___ Records provided ___

use std::fmt;
use std::ops::{Index, IndexMut};
use std::str::FromStr;

use serde::{Deserialize, Serialize};

/// Object categories recognized by the PPE detectors.
///
/// The set is closed. Discriminants follow the class order of the training
/// dataset, which is also the index space adapters report in.
#[derive(Debug, Clone, Copy, PartialEq, Eq, PartialOrd, Ord, Hash, Serialize, Deserialize)]
#[serde(rename_all = "lowercase")]
pub enum Category {
    Helmet = 0,
    Glasses = 1,
    Person = 2,
    Vest = 3,
    Boots = 4,
}

impl Category {
    pub const COUNT: usize = 5;

    /// All categories in class-index order.
    pub const ALL: [Category; Category::COUNT] = [
        Category::Helmet,
        Category::Glasses,
        Category::Person,
        Category::Vest,
        Category::Boots,
    ];

    /// Safety equipment categories, i.e. everything but `Person`.
    pub const EQUIPMENT: [Category; 4] = [
        Category::Helmet,
        Category::Vest,
        Category::Glasses,
        Category::Boots,
    ];

    /// Map an adapter class index to a category.
    pub fn from_index(index: usize) -> Option<Self> {
        Self::ALL.get(index).copied()
    }

    #[inline]
    pub fn index(self) -> usize {
        self as usize
    }

    pub fn name(self) -> &'static str {
        match self {
            Category::Helmet => "helmet",
            Category::Glasses => "glasses",
            Category::Person => "person",
            Category::Vest => "vest",
            Category::Boots => "boots",
        }
    }

    pub fn is_equipment(self) -> bool {
        self != Category::Person
    }
}

impl fmt::Display for Category {
    fn fmt(&self, f: &mut fmt::Formatter<'_>) -> fmt::Result {
        f.write_str(self.name())
    }
}

#[derive(Debug, Clone, PartialEq, Eq, thiserror::Error)]
#[error("unknown category '{0}'")]
pub struct UnknownCategory(pub String);

impl FromStr for Category {
    type Err = UnknownCategory;

    fn from_str(s: &str) -> Result<Self, Self::Err> {
        Self::ALL
            .iter()
            .copied()
            .find(|c| c.name().eq_ignore_ascii_case(s.trim()))
            .ok_or_else(|| UnknownCategory(s.to_string()))
    }
}

/// Per-category counts, indexed by [`Category`].
#[derive(Debug, Clone, Copy, Default, PartialEq, Eq)]
pub struct CategoryCounts([u32; Category::COUNT]);

impl CategoryCounts {
    pub fn new() -> Self {
        Self::default()
    }

    /// Count categories over an iterator of detected categories.
    pub fn tally<I: IntoIterator<Item = Category>>(categories: I) -> Self {
        let mut counts = Self::default();
        for category in categories {
            counts[category] += 1;
        }
        counts
    }

    pub fn get(&self, category: Category) -> u32 {
        self.0[category.index()]
    }

    pub fn persons(&self) -> u32 {
        self.get(Category::Person)
    }

    /// Largest count among equipment categories.
    pub fn max_equipment(&self) -> u32 {
        Category::EQUIPMENT
            .iter()
            .map(|&c| self.get(c))
            .max()
            .unwrap_or(0)
    }

    pub fn is_empty(&self) -> bool {
        self.0.iter().all(|&n| n == 0)
    }

    /// Iterate `(category, count)` pairs in class-index order.
    pub fn iter(&self) -> impl Iterator<Item = (Category, u32)> + '_ {
        Category::ALL.iter().map(|&c| (c, self.get(c)))
    }
}

impl Index<Category> for CategoryCounts {
    type Output = u32;

    fn index(&self, category: Category) -> &u32 {
        &self.0[category.index()]
    }
}

impl IndexMut<Category> for CategoryCounts {
    fn index_mut(&mut self, category: Category) -> &mut u32 {
        &mut self.0[category.index()]
    }
}
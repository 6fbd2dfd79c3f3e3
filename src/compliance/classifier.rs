//! Per-frame compliance scoring and alert classification.

use serde::{Deserialize, Serialize};

use crate::compliance::statistics::{AlertType, ComplianceLevel};
use crate::detection::{Category, CategoryCounts};
use crate::error::ConfigError;

pub const DEFAULT_COMPLIANT_THRESHOLD: f64 = 80.0;
pub const DEFAULT_WARNING_THRESHOLD: f64 = 50.0;

/// Rate boundaries between compliance bands. Both are inclusive on the
/// compliant side.
#[derive(Debug, Clone, Copy, PartialEq)]
pub struct ComplianceThresholds {
    compliant: f64,
    warning: f64,
}

impl ComplianceThresholds {
    pub fn new(compliant: f64, warning: f64) -> Result<Self, ConfigError> {
        for (field, value) in [("compliant_threshold", compliant), ("warning_threshold", warning)] {
            if !(0.0..=100.0).contains(&value) {
                return Err(ConfigError::OutOfRange { field, value });
            }
        }
        if warning > compliant {
            return Err(ConfigError::InvertedThresholds { compliant, warning });
        }
        Ok(Self { compliant, warning })
    }

    pub fn compliant(&self) -> f64 {
        self.compliant
    }

    pub fn warning(&self) -> f64 {
        self.warning
    }

    pub fn level(&self, rate: f64) -> ComplianceLevel {
        if rate >= self.compliant {
            ComplianceLevel::Compliant
        } else if rate >= self.warning {
            ComplianceLevel::Warning
        } else {
            ComplianceLevel::Critical
        }
    }
}

impl Default for ComplianceThresholds {
    fn default() -> Self {
        Self {
            compliant: DEFAULT_COMPLIANT_THRESHOLD,
            warning: DEFAULT_WARNING_THRESHOLD,
        }
    }
}

/// Requirement weight of each equipment category. Zero means not required.
#[derive(Debug, Clone, PartialEq)]
pub struct RequiredEquipment {
    weights: [f64; Category::COUNT],
}

impl RequiredEquipment {
    pub fn new<I>(entries: I) -> Result<Self, ConfigError>
    where
        I: IntoIterator<Item = (Category, f64)>,
    {
        let mut weights = [0.0; Category::COUNT];
        for (category, weight) in entries {
            if !category.is_equipment() {
                return Err(ConfigError::NotEquipment(category));
            }
            if !weight.is_finite() || weight < 0.0 {
                return Err(ConfigError::OutOfRange {
                    field: "required_equipment",
                    value: weight,
                });
            }
            weights[category.index()] = weight;
        }
        if weights.iter().all(|&w| w == 0.0) {
            return Err(ConfigError::NoRequiredEquipment);
        }
        Ok(Self { weights })
    }

    pub fn weight(&self, category: Category) -> f64 {
        self.weights[category.index()]
    }

    /// Required categories with their weights, in class-index order.
    pub fn required(&self) -> impl Iterator<Item = (Category, f64)> + '_ {
        Category::ALL
            .iter()
            .map(|&c| (c, self.weight(c)))
            .filter(|&(_, w)| w > 0.0)
    }
}

impl Default for RequiredEquipment {
    /// Helmet only, the rule deployed sites score against.
    fn default() -> Self {
        let mut weights = [0.0; Category::COUNT];
        weights[Category::Helmet.index()] = 1.0;
        Self { weights }
    }
}

/// How a frame's counts turn into a compliance rate.
#[derive(Debug, Clone, Copy, PartialEq, Eq, Default, Serialize, Deserialize)]
#[serde(rename_all = "snake_case")]
pub enum ScoringMethod {
    /// Weighted share of persons covered by each required category.
    #[default]
    WeightedCoverage,
    /// Fixed tiers by number of required categories missing from the frame.
    MissingClassTiers,
}

impl std::str::FromStr for ScoringMethod {
    type Err = String;

    fn from_str(s: &str) -> Result<Self, Self::Err> {
        match s.trim().to_ascii_lowercase().as_str() {
            "weighted_coverage" => Ok(Self::WeightedCoverage),
            "missing_class_tiers" => Ok(Self::MissingClassTiers),
            other => Err(format!("unknown scoring method '{other}'")),
        }
    }
}

/// Outcome of classifying one frame.
#[derive(Debug, Clone, Copy, PartialEq)]
pub struct Classification {
    /// Persons the rate was computed against, possibly inferred from equipment.
    pub persons: u32,
    pub compliance_rate: f64,
    pub compliance_level: ComplianceLevel,
    pub alert_type: AlertType,
}

/// Stateless per-frame classifier. Cross-frame debouncing belongs to the
/// consumer of the alert stream.
#[derive(Debug, Clone, Default)]
pub struct ComplianceClassifier {
    thresholds: ComplianceThresholds,
    required: RequiredEquipment,
    scoring: ScoringMethod,
}

impl ComplianceClassifier {
    pub fn new(
        thresholds: ComplianceThresholds,
        required: RequiredEquipment,
        scoring: ScoringMethod,
    ) -> Self {
        Self {
            thresholds,
            required,
            scoring,
        }
    }

    pub fn thresholds(&self) -> &ComplianceThresholds {
        &self.thresholds
    }

    pub fn classify(&self, counts: &CategoryCounts) -> Classification {
        let persons = effective_persons(counts);
        let compliance_rate = match self.scoring {
            ScoringMethod::WeightedCoverage => self.coverage_rate(counts, persons),
            ScoringMethod::MissingClassTiers => self.tier_rate(counts),
        }
        .clamp(0.0, 100.0);

        let compliance_level = self.thresholds.level(compliance_rate);
        Classification {
            persons,
            compliance_rate,
            compliance_level,
            alert_type: alert_for(compliance_level, compliance_rate),
        }
    }

    fn coverage_rate(&self, counts: &CategoryCounts, persons: u32) -> f64 {
        if persons == 0 {
            return 0.0;
        }
        let mut covered = 0.0;
        let mut total = 0.0;
        for (category, weight) in self.required.required() {
            let worn = counts.get(category).min(persons);
            covered += weight * f64::from(worn) / f64::from(persons);
            total += weight;
        }
        if total > 0.0 {
            100.0 * covered / total
        } else {
            0.0
        }
    }

    // Equipment seen without a person does not count as a person here.
    fn tier_rate(&self, counts: &CategoryCounts) -> f64 {
        if counts.persons() == 0 {
            return 0.0;
        }
        let required: Vec<Category> = self.required.required().map(|(c, _)| c).collect();
        let missing = required.iter().filter(|&&c| counts.get(c) == 0).count();
        match missing {
            0 => 100.0,
            m if m == required.len() => 10.0,
            m if m * 2 <= required.len() => 90.0,
            _ => 60.0,
        }
    }
}

/// Person count, inferred from the most frequent equipment when the
/// detectors found equipment but no person.
pub fn effective_persons(counts: &CategoryCounts) -> u32 {
    match counts.persons() {
        0 => counts.max_equipment(),
        n => n,
    }
}

fn alert_for(level: ComplianceLevel, rate: f64) -> AlertType {
    match level {
        ComplianceLevel::Compliant if rate >= 100.0 => AlertType::None,
        ComplianceLevel::Compliant => AlertType::Info,
        ComplianceLevel::Warning => AlertType::Warning,
        ComplianceLevel::Critical => AlertType::Critical,
    }
}

#[cfg(test)]
mod tests {
    use super::*;

    fn counts(persons: u32, helmet: u32, vest: u32, glasses: u32, boots: u32) -> CategoryCounts {
        let mut c = CategoryCounts::new();
        c[Category::Person] = persons;
        c[Category::Helmet] = helmet;
        c[Category::Vest] = vest;
        c[Category::Glasses] = glasses;
        c[Category::Boots] = boots;
        c
    }

    #[test]
    fn test_threshold_boundaries() {
        let t = ComplianceThresholds::default();
        assert_eq!(t.level(80.0), ComplianceLevel::Compliant);
        assert_eq!(t.level(79.999), ComplianceLevel::Warning);
        assert_eq!(t.level(50.0), ComplianceLevel::Warning);
        assert_eq!(t.level(49.999), ComplianceLevel::Critical);
        assert_eq!(t.level(0.0), ComplianceLevel::Critical);
    }

    #[test]
    fn test_thresholds_validation() {
        assert!(ComplianceThresholds::new(90.0, 60.0).is_ok());
        assert!(matches!(
            ComplianceThresholds::new(50.0, 80.0),
            Err(ConfigError::InvertedThresholds { .. })
        ));
        assert!(matches!(
            ComplianceThresholds::new(120.0, 50.0),
            Err(ConfigError::OutOfRange { .. })
        ));
    }

    #[test]
    fn test_default_scores_helmet_coverage() {
        let classifier = ComplianceClassifier::default();

        let all = classifier.classify(&counts(2, 2, 0, 0, 0));
        assert_eq!(all.compliance_rate, 100.0);
        assert_eq!(all.compliance_level, ComplianceLevel::Compliant);
        assert_eq!(all.alert_type, AlertType::None);

        let half = classifier.classify(&counts(2, 1, 2, 2, 2));
        assert_eq!(half.compliance_rate, 50.0);
        assert_eq!(half.compliance_level, ComplianceLevel::Warning);
        assert_eq!(half.alert_type, AlertType::Warning);
    }

    #[test]
    fn test_extra_equipment_does_not_exceed_full_coverage() {
        let classifier = ComplianceClassifier::default();
        let c = classifier.classify(&counts(1, 3, 0, 0, 0));
        assert_eq!(c.compliance_rate, 100.0);
    }

    #[test]
    fn test_weighted_requirements() {
        let required =
            RequiredEquipment::new([(Category::Helmet, 3.0), (Category::Vest, 1.0)]).unwrap();
        let classifier = ComplianceClassifier::new(
            ComplianceThresholds::default(),
            required,
            ScoringMethod::WeightedCoverage,
        );
        // helmet on 4/4 persons, vest on 0/4: 3 / 4 of the weight covered
        let c = classifier.classify(&counts(4, 4, 0, 0, 0));
        assert!((c.compliance_rate - 75.0).abs() < 1e-9);
        assert_eq!(c.compliance_level, ComplianceLevel::Warning);
    }

    #[test]
    fn test_compliant_below_full_is_info() {
        let required =
            RequiredEquipment::new([(Category::Helmet, 1.0), (Category::Vest, 1.0)]).unwrap();
        let classifier = ComplianceClassifier::new(
            ComplianceThresholds::default(),
            required,
            ScoringMethod::WeightedCoverage,
        );
        let c = classifier.classify(&counts(5, 5, 4, 0, 0));
        assert!((c.compliance_rate - 90.0).abs() < 1e-9);
        assert_eq!(c.compliance_level, ComplianceLevel::Compliant);
        assert_eq!(c.alert_type, AlertType::Info);
    }

    #[test]
    fn test_persons_inferred_from_equipment() {
        let classifier = ComplianceClassifier::default();
        let c = classifier.classify(&counts(0, 2, 3, 0, 0));
        assert_eq!(c.persons, 3);
        assert!((c.compliance_rate - 200.0 / 3.0).abs() < 1e-9);
    }

    #[test]
    fn test_empty_frame_is_critical() {
        let c = ComplianceClassifier::default().classify(&CategoryCounts::new());
        assert_eq!(c.persons, 0);
        assert_eq!(c.compliance_rate, 0.0);
        assert_eq!(c.compliance_level, ComplianceLevel::Critical);
        assert_eq!(c.alert_type, AlertType::Critical);
    }

    #[test]
    fn test_missing_class_tiers() {
        let required = RequiredEquipment::new(Category::EQUIPMENT.map(|c| (c, 1.0))).unwrap();
        let classifier = ComplianceClassifier::new(
            ComplianceThresholds::default(),
            required,
            ScoringMethod::MissingClassTiers,
        );
        assert_eq!(classifier.classify(&counts(1, 1, 1, 1, 1)).compliance_rate, 100.0);
        assert_eq!(classifier.classify(&counts(1, 1, 1, 0, 1)).compliance_rate, 90.0);
        assert_eq!(classifier.classify(&counts(1, 1, 1, 0, 0)).compliance_rate, 90.0);
        assert_eq!(classifier.classify(&counts(1, 1, 0, 0, 0)).compliance_rate, 60.0);
        assert_eq!(classifier.classify(&counts(1, 0, 0, 0, 0)).compliance_rate, 10.0);
        // equipment alone is not a person for tier scoring
        assert_eq!(classifier.classify(&counts(0, 1, 1, 1, 1)).compliance_rate, 0.0);
    }

    #[test]
    fn test_required_equipment_validation() {
        assert!(matches!(
            RequiredEquipment::new([(Category::Person, 1.0)]),
            Err(ConfigError::NotEquipment(Category::Person))
        ));
        assert!(matches!(
            RequiredEquipment::new([(Category::Helmet, 0.0)]),
            Err(ConfigError::NoRequiredEquipment)
        ));
        assert!(RequiredEquipment::new([(Category::Vest, -1.0)]).is_err());
    }
}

___

Copy back the listing above exactly, but only from the line with "the alert stream." through the line with "let compliance_rate = match", both ends included.

- [Solved exercise]:
/// consumer of the alert stream.
#[derive(Debug, Clone, Default)]
pub struct ComplianceClassifier {
    thresholds: ComplianceThresholds,
    required: RequiredEquipment,
    scoring: ScoringMethod,
}

impl ComplianceClassifier {
    pub fn new(
        thresholds: ComplianceThresholds,
        required: RequiredEquipment,
        scoring: ScoringMethod,
    ) -> Self {
        Self {
            thresholds,
            required,
            scoring,
        }
    }

    pub fn thresholds(&self) -> &ComplianceThresholds {
        &self.thresholds
    }

    pub fn classify(&self, counts: &CategoryCounts) -> Classification {
        let persons = effective_persons(counts);
        let compliance_rate = match self.scoring {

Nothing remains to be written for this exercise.